• _What is expected_: Filter these entries down to the lines that hold the word "timeline", and show each of them.

════════════════

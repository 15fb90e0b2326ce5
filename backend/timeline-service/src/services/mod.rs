/// Business logic layer for timeline-service
///
/// - Graph: in-network resolution for a viewer
/// - Feed: home/explore/saved composition, search, single post reads and edits
/// - Annotation: per-viewer likes/saves and counts for a page of posts
/// - Interactions: like/save/follow mutations and their notifications
/// - Comments, notifications, users: the surrounding read/write paths
///
/// Services are cheap to build; handlers construct them per request from the
/// shared `FeedStore` handle.
pub mod annotation;
pub mod comments;
pub mod feed;
pub mod graph;
pub mod interactions;
pub mod notifications;
pub mod users;

pub use annotation::Annotator;
pub use comments::CommentService;
pub use feed::{FeedMode, FeedService};
pub use graph::GraphResolver;
pub use interactions::InteractionService;
pub use notifications::NotificationService;
pub use users::{FollowDirection, UserService};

════════════════

• _Expected output_:
filename backend/timeline-service/src/services/mod.rs
/// Business logic layer for timeline-service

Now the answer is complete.